Using the listing below, set down exactly the lines starting at the line that contains "at equal indices." and ending at the line that contains "empty index is", both included, and no others.

┌─ RECORDS FOR THIS TASK

use std::path::PathBuf;

use mvc_ledger::LedgerError;
use mvc_store::StoreError;

/// Errors produced while restoring a commit.
#[derive(Debug, thiserror::Error)]
pub enum CheckoutError {
    #[error("commit lookup failed: {0}")]
    Ledger(#[from] LedgerError),

    #[error("store error: {0}")]
    Store(#[from] StoreError),

    #[error("working tree I/O error at {}: {source}", .path.display())]
    WorkingTree {
        path: PathBuf,
        #[source]
        source: std::io::Error,
    },
}

impl CheckoutError {
    /// Wrap an I/O failure on a working-tree file.
    pub fn working_tree(path: impl Into<PathBuf>, source: std::io::Error) -> Self {
        Self::WorkingTree {
            path: path.into(),
            source,
        }
    }
}

/// Convenience alias for checkout results.
pub type CheckoutResult<T> = Result<T, CheckoutError>;
//! Line-level diff: comparison of two file contents.
//!
//! [`line_diff`] uses the `similar` crate (Myers diff) so insertions and
//! deletions come out interleaved in document order. [`aligned_diff`] walks
//! both line lists index by index. [`diff_hunks`] groups the `similar` diff
//! into display hunks with context.

use similar::{ChangeTag, TextDiff};

/// One line of a diff.
#[derive(Clone, Debug, PartialEq, Eq)]
pub enum DiffOp {
    /// A line present on both sides.
    Equal(String),
    /// A line only in the new content.
    Added(String),
    /// A line only in the old content.
    Removed(String),
}

impl DiffOp {
    pub fn text(&self) -> &str {
        match self {
            Self::Equal(t) | Self::Added(t) | Self::Removed(t) => t,
        }
    }

    pub fn is_change(&self) -> bool {
        !matches!(self, Self::Equal(_))
    }
}

/// The diff of one file: an ordered sequence of line operations.
#[derive(Clone, Debug, Default, PartialEq, Eq)]
pub struct LineDiff {
    pub ops: Vec<DiffOp>,
}

impl LineDiff {
    /// Returns `true` if no line was added or removed.
    pub fn is_empty(&self) -> bool {
        !self.ops.iter().any(DiffOp::is_change)
    }
}

/// A contiguous region of changes in a diff.
#[derive(Clone, Debug, PartialEq, Eq)]
pub struct DiffHunk {
    /// Line number in the old content where this hunk starts (1-based).
    pub old_start: usize,
    /// Number of lines from the old content in this hunk.
    pub old_count: usize,
    /// Line number in the new content where this hunk starts (1-based).
    pub new_start: usize,
    /// Number of lines from the new content in this hunk.
    pub new_count: usize,
    /// The individual diff lines in this hunk.
    pub lines: Vec<DiffOp>,
}

/// Compute an LCS-grouped line diff from `old` to `new`.
///
/// Line terminators are stripped from the reported text.
pub fn line_diff(old: &str, new: &str) -> LineDiff {
    if old == new {
        return LineDiff {
            ops: old.lines().map(|l| DiffOp::Equal(l.to_string())).collect(),
        };
    }

    let text_diff = TextDiff::from_lines(old, new);
    let ops = text_diff
        .iter_all_changes()
        .map(|change| {
            let text = strip_terminator(change.value());
            match change.tag() {
                ChangeTag::Equal => DiffOp::Equal(text),
                ChangeTag::Delete => DiffOp::Removed(text),
                ChangeTag::Insert => DiffOp::Added(text),
            }
        })
        .collect();
    LineDiff { ops }
}

/// Diff `old` against `new` and group the changes into hunks carrying
/// `context` equal lines on each side.
///
/// Changes closer than `2 * context` lines share a hunk.
pub fn diff_hunks(old: &str, new: &str, context: usize) -> Vec<DiffHunk> {
    if old == new {
        return Vec::new();
    }

    let text_diff = TextDiff::from_lines(old, new);
    let mut hunks = Vec::new();

    for group in text_diff.grouped_ops(context) {
        let Some(first) = group.first() else {
            continue;
        };
        let mut hunk = DiffHunk {
            old_start: first.old_range().start + 1,
            old_count: 0,
            new_start: first.new_range().start + 1,
            new_count: 0,
            lines: Vec::new(),
        };

        for op in &group {
            for change in text_diff.iter_changes(op) {
                let text = strip_terminator(change.value());
                match change.tag() {
                    ChangeTag::Equal => {
                        hunk.lines.push(DiffOp::Equal(text));
                        hunk.old_count += 1;
                        hunk.new_count += 1;
                    }
                    ChangeTag::Delete => {
                        hunk.lines.push(DiffOp::Removed(text));
                        hunk.old_count += 1;
                    }
                    ChangeTag::Insert => {
                        hunk.lines.push(DiffOp::Added(text));
                        hunk.new_count += 1;
                    }
                }
            }
        }
        hunks.push(hunk);
    }
    hunks
}

/// Compare `current` and `target` line by line at equal indices.
///
/// Both sides are split on `'\n'`; a side that runs out of lines reads as
/// empty. At each index where the lines differ, the current line is emitted
/// as removed followed by the target line as added.
pub fn aligned_diff(current: &str, target: &str) -> LineDiff {
    let current_lines: Vec<&str> = current.split('\n').collect();
    let target_lines: Vec<&str> = target.split('\n').collect();
    let max = current_lines.len().max(target_lines.len());

    let mut ops = Vec::new();
    for i in 0..max {
        let cur = current_lines.get(i).copied().unwrap_or("");
        let tgt = target_lines.get(i).copied().unwrap_or("");
        if cur == tgt {
            ops.push(DiffOp::Equal(cur.to_string()));
        } else {
            ops.push(DiffOp::Removed(cur.to_string()));
            ops.push(DiffOp::Added(tgt.to_string()));
        }
    }
    LineDiff { ops }
}

fn strip_terminator(line: &str) -> String {
    let line = line.strip_suffix('\n').unwrap_or(line);
    line.strip_suffix('\r').unwrap_or(line).to_string()
}
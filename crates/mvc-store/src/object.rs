use std::collections::BTreeMap;

use chrono::{DateTime, Utc};
use mvc_crypto::{ContentHasher, HasherError};
use mvc_types::{Fingerprint, RepoPath};
use serde::{Deserialize, Serialize};

// ---------------------------------------------------------------------------
// Staging index record
// ---------------------------------------------------------------------------

/// One staged path as persisted in `index.json`.
#[derive(Clone, Debug, PartialEq, Eq, Serialize, Deserialize)]
pub struct StagedEntry {
    pub fingerprint: Fingerprint,
}

/// Persisted form of the staging index.
///
/// Serialized as a JSON object keyed by path, e.g.
/// `{"a.txt": {"fingerprint": "..."}}`. An empty index is `{}`.
#[derive(Clone, Debug, Default, PartialEq, Eq, Serialize, Deserialize)]
#[serde(transparent)]
pub struct IndexRecord {
    pub entries: BTreeMap<RepoPath, StagedEntry>,
}

impl IndexRecord {
    /// An empty index record.
    pub fn new() -> Self {
        Self::default()
    }

    /// Returns `true` if nothing is staged.
    pub fn is_empty(&self) -> bool {
        self.entries.is_empty()
    }
}

// ---------------------------------------------------------------------------
// Commit
// ---------------------------------------------------------------------------

/// A file captured in a commit: its staged fingerprint plus its full content.
#[derive(Clone, Debug, PartialEq, Eq, Serialize, Deserialize)]
pub struct SnapshotFile {
    pub fingerprint: Fingerprint,
    pub content: String,
}

/// The hashed part of a commit. Field order is fixed so serialization is
/// deterministic.
#[derive(Clone, Debug, PartialEq, Eq, Serialize, Deserialize)]
pub struct CommitBody {
    pub message: String,
    pub timestamp: DateTime<Utc>,
    pub files: BTreeMap<RepoPath, SnapshotFile>,
}

impl CommitBody {
    /// Fingerprint of the serialized body: the commit id.
    pub fn compute_id(&self) -> Result<Fingerprint, HasherError> {
        ContentHasher::COMMIT.hash_json(self)
    }
}

/// Immutable, content-addressed snapshot record.
///
/// The id is always derived from the body; there is no way to construct a
/// `Commit` with a caller-supplied id.
#[derive(Clone, Debug, PartialEq, Eq)]
pub struct Commit {
    id: Fingerprint,
    body: CommitBody,
}

impl Commit {
    /// Seal a body into a commit by computing its id.
    pub fn seal(body: CommitBody) -> Result<Self, HasherError> {
        let id = body.compute_id()?;
        Ok(Self { id, body })
    }

    pub fn id(&self) -> Fingerprint {
        self.id
    }

    pub fn message(&self) -> &str {
        &self.body.message
    }

    pub fn timestamp(&self) -> DateTime<Utc> {
        self.body.timestamp
    }

    pub fn files(&self) -> &BTreeMap<RepoPath, SnapshotFile> {
        &self.body.files
    }

    pub fn body(&self) -> &CommitBody {
        &self.body
    }

    /// Path to full-content map, the shape the reconciliation engine consumes.
    pub fn contents(&self) -> BTreeMap<RepoPath, String> {
        self.body
            .files
            .iter()
            .map(|(path, file)| (path.clone(), file.content.clone()))
            .collect()
    }
}
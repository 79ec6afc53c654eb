use std::collections::BTreeMap;

use chrono::{DateTime, SubsecRound, Utc};
use mvc_index::StagingIndex;
use mvc_store::{Commit, CommitBody, SnapshotFile};
use mvc_types::RepoPath;
use tracing::debug;

use crate::error::{LedgerError, LedgerResult};

/// Snapshot the staged files into a new commit stamped with the current time.
///
/// `contents` must hold the current full text of every staged path. Each
/// file's staged fingerprint is paired with that content: the commit is a
/// full copy, not a reference to the working tree.
pub fn create_commit(
    message: &str,
    staged: &StagingIndex,
    contents: &BTreeMap<RepoPath, String>,
) -> LedgerResult<Commit> {
    // Millisecond precision, as shown by `log`.
    create_commit_at(message, staged, contents, Utc::now().trunc_subsecs(3))
}

/// Like [`create_commit`], with an explicit timestamp.
pub fn create_commit_at(
    message: &str,
    staged: &StagingIndex,
    contents: &BTreeMap<RepoPath, String>,
    timestamp: DateTime<Utc>,
) -> LedgerResult<Commit> {
    if staged.is_empty() {
        return Err(LedgerError::EmptyCommit);
    }

    let mut files = BTreeMap::new();
    for record in staged.records() {
        let content = contents
            .get(&record.path)
            .ok_or_else(|| LedgerError::MissingContent(record.path.clone()))?;
        files.insert(
            record.path.clone(),
            SnapshotFile {
                fingerprint: record.fingerprint,
                content: content.clone(),
            },
        );
    }

    let commit = Commit::seal(CommitBody {
        message: message.to_string(),
        timestamp,
        files,
    })?;
    debug!(commit = %commit.id().short_hex(7), files = commit.files().len(), "created commit");
    Ok(commit)
}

└─

* EXERCISE OUTPUT:
/// Compare `current` and `target` line by line at equal indices.
///
/// Both sides are split on `'\n'`; a side that runs out of lines reads as
/// empty. At each index where the lines differ, the current line is emitted
/// as removed followed by the target line as added.
pub fn aligned_diff(current: &str, target: &str) -> LineDiff {
    let current_lines: Vec<&str> = current.split('\n').collect();
    let target_lines: Vec<&str> = target.split('\n').collect();
    let max = current_lines.len().max(target_lines.len());

    let mut ops = Vec::new();
    for i in 0..max {
        let cur = current_lines.get(i).copied().unwrap_or("");
        let tgt = target_lines.get(i).copied().unwrap_or("");
        if cur == tgt {
            ops.push(DiffOp::Equal(cur.to_string()));
        } else {
            ops.push(DiffOp::Removed(cur.to_string()));
            ops.push(DiffOp::Added(tgt.to_string()));
        }
    }
    LineDiff { ops }
}

fn strip_terminator(line: &str) -> String {
    let line = line.strip_suffix('\n').unwrap_or(line);
    line.strip_suffix('\r').unwrap_or(line).to_string()
}
filename crates/mvc-store/src/object.rs
use std::collections::BTreeMap;

use chrono::{DateTime, Utc};
use mvc_crypto::{ContentHasher, HasherError};
use mvc_types::{Fingerprint, RepoPath};
use serde::{Deserialize, Serialize};

// ---------------------------------------------------------------------------
// Staging index record
// ---------------------------------------------------------------------------

/// One staged path as persisted in `index.json`.
#[derive(Clone, Debug, PartialEq, Eq, Serialize, Deserialize)]
pub struct StagedEntry {
    pub fingerprint: Fingerprint,
}

/// Persisted form of the staging index.
///
/// Serialized as a JSON object keyed by path, e.g.
/// `{"a.txt": {"fingerprint": "..."}}`. An empty index is `{}`.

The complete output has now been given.